One of the persistent challenges faced in the development of semiconductor technology is the desire to increase the density of circuit elements and interconnections on substrates without introducing spurious interactions between them. Unwanted interactions are typically prevented by providing gaps or trenches that are filled with electrically insulation material to isolate the elements both physically and electrically. As circuit densities increase, however, the widths of these gaps decrease, increase their aspect ratios and making it progressively more difficult to fill the gaps without leaving voids. The formation of voids when the gap is not filled completely is undesirable because they may adversely affect operation of the completed device, such as by trapping impurities within the insulation material.

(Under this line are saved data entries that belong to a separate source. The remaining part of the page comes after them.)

//! Text generation backends
//!
//! A [`Generator`] turns an assembled prompt into an answer. The watsonx.ai
//! backend authenticates through an IAM token exchange and keeps the bearer
//! token cached until it expires or is rejected.
//!
//! # Failure semantics
//!
//! - Token exchange failure: [`Error::Credential`], returned as an error.
//! - Generation endpoint non-success: [`Error::Upstream`] from
//!   [`WatsonxClient::generate_checked`]; [`Generator::generate`] turns it into
//!   the answer text `Error: <status> - <body>` so the caller still gets an
//!   answer.
//! - Either call running past its timeout: [`Error::UpstreamTimeout`].

use std::future::Future;
use std::time::Duration;

use async_trait::async_trait;

use crate::{Error, Result};

/// Trait for text generation services
#[async_trait]
pub trait Generator: Send + Sync {
    /// Generate an answer for a fully assembled prompt.
    async fn generate(&self, prompt: &str) -> Result<String>;

    /// Returns the model name/identifier
    fn model_id(&self) -> &str;
}

mod credentials;
mod watsonx;

pub use credentials::*;
pub use watsonx::*;

/// Bounded retry with exponential backoff for retryable failures.
///
/// Generation calls are metered, so retrying is opt-in: the default policy
/// makes a single attempt.
#[derive(Debug, Clone, Copy, PartialEq, Eq)]
pub struct RetryPolicy {
    /// Total attempts including the first one
    pub max_attempts: u32,
    pub initial_backoff: Duration,
    pub max_backoff: Duration,
}

impl Default for RetryPolicy {
    fn default() -> Self {
        Self::none()
    }
}

impl RetryPolicy {
    pub fn none() -> Self {
        Self {
            max_attempts: 1,
            initial_backoff: Duration::ZERO,
            max_backoff: Duration::ZERO,
        }
    }

    pub fn bounded(max_attempts: u32, initial_backoff: Duration) -> Self {
        Self {
            max_attempts: max_attempts.max(1),
            initial_backoff,
            max_backoff: initial_backoff * 16,
        }
    }

    /// Delay before attempt `attempt + 1`, doubling each time.
    fn backoff(&self, attempt: u32) -> Duration {
        let factor = 2u32.saturating_pow(attempt.saturating_sub(1));
        self.initial_backoff
            .saturating_mul(factor)
            .min(self.max_backoff)
    }

    /// Run `op` until it succeeds, fails with a non-retryable error, or the
    /// attempts are used up.
    pub async fn run<T, F, Fut>(&self, mut op: F) -> Result<T>
    where
        F: FnMut() -> Fut,
        Fut: Future<Output = Result<T>>,
    {
        let mut attempt = 1;
        loop {
            match op().await {
                Err(e) if e.is_retryable() && attempt < self.max_attempts => {
                    let delay = self.backoff(attempt);
                    tracing::warn!(attempt, ?delay, error = %e, "retrying generation call");
                    tokio::time::sleep(delay).await;
                    attempt += 1;
                }
                result => return result,
            }
        }
    }
}

/// Map a reqwest failure onto the error taxonomy.
pub(crate) fn transport_error(e: reqwest::Error, what: &str) -> Error {
    if e.is_timeout() {
        Error::UpstreamTimeout(format!("{what} timed out"))
    } else {
        Error::Transport(format!("{what}: {e}"))
    }
}

#[cfg(test)]
mod tests {
    use super::*;
    use std::sync::atomic::{AtomicU32, Ordering};

    #[test]
    fn test_backoff_doubles_and_caps() {
        let policy = RetryPolicy::bounded(10, Duration::from_millis(100));
        assert_eq!(policy.backoff(1), Duration::from_millis(100));
        assert_eq!(policy.backoff(2), Duration::from_millis(200));
        assert_eq!(policy.backoff(3), Duration::from_millis(400));
        assert_eq!(policy.backoff(9), Duration::from_millis(1600));
    }

    #[tokio::test(start_paused = true)]
    async fn test_default_policy_does_not_retry() {
        let counter = AtomicU32::new(0);
        let calls = &counter;
        let result: Result<()> = RetryPolicy::default()
            .run(move || async move {
                calls.fetch_add(1, Ordering::SeqCst);
                Err(Error::UpstreamTimeout("generation".into()))
            })
            .await;

        assert!(matches!(result, Err(Error::UpstreamTimeout(_))));
        assert_eq!(calls.load(Ordering::SeqCst), 1);
    }

    #[tokio::test(start_paused = true)]
    async fn test_retries_retryable_until_success() {
        let counter = AtomicU32::new(0);
        let calls = &counter;
        let result = RetryPolicy::bounded(3, Duration::from_secs(1))
            .run(move || async move {
                match calls.fetch_add(1, Ordering::SeqCst) {
                    0 => Err(Error::Upstream { status: 503, body: String::new() }),
                    1 => Err(Error::UpstreamTimeout("generation".into())),
                    _ => Ok("answer"),
                }
            })
            .await;

        assert_eq!(result.unwrap(), "answer");
        assert_eq!(calls.load(Ordering::SeqCst), 3);
    }

    #[tokio::test(start_paused = true)]
    async fn test_gives_up_after_max_attempts() {
        let counter = AtomicU32::new(0);
        let calls = &counter;
        let result: Result<()> = RetryPolicy::bounded(2, Duration::from_secs(1))
            .run(move || async move {
                calls.fetch_add(1, Ordering::SeqCst);
                Err(Error::Upstream { status: 500, body: String::new() })
            })
            .await;

        assert!(matches!(result, Err(Error::Upstream { status: 500, .. })));
        assert_eq!(calls.load(Ordering::SeqCst), 2);
    }

    #[tokio::test(start_paused = true)]
    async fn test_does_not_retry_fatal_errors() {
        let counter = AtomicU32::new(0);
        let calls = &counter;
        let result: Result<()> = RetryPolicy::bounded(5, Duration::from_secs(1))
            .run(move || async move {
                calls.fetch_add(1, Ordering::SeqCst);
                Err(Error::Credential { status: Some(401), message: String::new() })
            })
            .await;

        assert!(matches!(result, Err(Error::Credential { .. })));
        assert_eq!(calls.load(Ordering::SeqCst), 1);
    }
}
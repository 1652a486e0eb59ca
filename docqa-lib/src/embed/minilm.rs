use std::path::PathBuf;

use fastembed::{EmbeddingModel, InitOptions, TextEmbedding};

use crate::embed::{Embedder, Embedding};
use crate::{Error, Result};

/// Embedder using sentence-transformers/all-MiniLM-L6-v2.
///
/// Uses fastembed for ONNX-based inference. The model produces
/// 384-dimensional embeddings and uses the same encoding for queries and
/// passages.
pub struct MiniLmEmbedder {
    model: TextEmbedding,
}

impl MiniLmEmbedder {
    /// Create a new MiniLM embedder.
    ///
    /// Downloads the model on first use (~90MB) into `cache_dir`, or
    /// fastembed's default cache when `None`.
    pub fn new(cache_dir: Option<PathBuf>) -> Result<Self> {
        let mut opts = InitOptions::new(EmbeddingModel::AllMiniLML6V2)
            .with_show_download_progress(true);
        if let Some(dir) = cache_dir {
            opts = opts.with_cache_dir(dir);
        }

        TextEmbedding::try_new(opts)
            .map(|model| Self { model })
            .map_err(|e| Error::Embedding(e.to_string()))
    }
}

impl Embedder for MiniLmEmbedder {
    fn model_name(&self) -> &str {
        "sentence-transformers/all-MiniLM-L6-v2"
    }

    fn dimension(&self) -> usize {
        384
    }

    fn embed_documents(&mut self, texts: &[&str]) -> Result<Vec<Embedding>> {
        self.model
            .embed(texts, None)
            .map_err(|e| Error::Embedding(e.to_string()))
    }

    fn embed_query(&mut self, text: &str) -> Result<Embedding> {
        self.model
            .embed(&[text], None)
            .map_err(|e| Error::Embedding(e.to_string()))?
            .into_iter()
            .next()
            .ok_or_else(|| Error::Embedding("model returned no embeddings".to_string()))
    }
}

Common techniques that are used in such gapfill applications are chemical-vapor deposition (“CVD”) techniques. Conventional thermal CVD processes supply reactive gases to the substrate surface where heat-induced chemical reactions take place to produce a desired film. Plasma-enhanced CVD (“PECVD”) techniques promote excitation and/or dissociation of the reactant gases by the application of radio-frequency (“RF”) energy to a reaction zone near the substrate surface, thereby creating a plasma. The high reactivity of the species in the plasma reduces the energy required for a chemical reaction to take place, and thus lowers the temperature required for such CVD processes when compared with conventional thermal CVD processes. These advantages may be further exploited by high-density-plasma (“HDP”) CVD techniques, in which a dense plasma is formed at low vacuum pressures so that the plasma species are even more reactive. While each of these techniques falls broadly under the umbrella of “CVD techniques,” each of them has characteristic properties that make them more or less suitable for certain specific applications.
In some instances where gaps have a large aspect ratio and narrow width, gaps have been filled with thermal CVD techniques using a “dep/etch/dep” process by sequentially depositing material, etching some of it back, and depositing additional material. The etching step acts to reshape the partially filled gap, opening it so that more material can be deposited before it closes up and leaves an interior gap. Such dep/etch/dep processes have also been used with PECVD techniques, but some thermal and PECVD techniques are still unable to fill gaps having very large aspect ratios even by cycling deposition and etching steps.
Dep/etch/dep processes have also been shown to improve gapfill in HDP-CVD processes. Originally, the application of dep/etch/dep processes to HDP-CVD was considered counterintuitive because, unlike PECVD processes, the high density of ionic species in the plasma during HDP-CVD processes already causes there to be sputtering of a film while it is being deposited. This simultaneous sputtering and deposition of material during a deposition process tends to keep the gap open during deposition, and was therefore believed to render a separate intermediate etching step superfluous.
Conventionally, prior to filling a gapfill dielectric material in gaps of a semiconductor substrate, a liner layer is formed. The liner layer is a stress layer. It is found that if the dimensions of lines of shallow trench isolation (STI) structures keep shrinking, the liner layer may bend the lines of STI structures to seal a gap between two adjacent lines of STI structures. If the gaps of STI structures are sealed, the dep/etch/dep processes cannot provide a gapfill material within the gaps for isolation. The bending effect can be found even worse if the lines of STI structures have a aspect ratio higher than about 10:1. As the trend towards more densely packed devices continues, it will be desirable to find new methods of depositing dielectric materials into the gaps that can accommodate their increasing aspect ratios.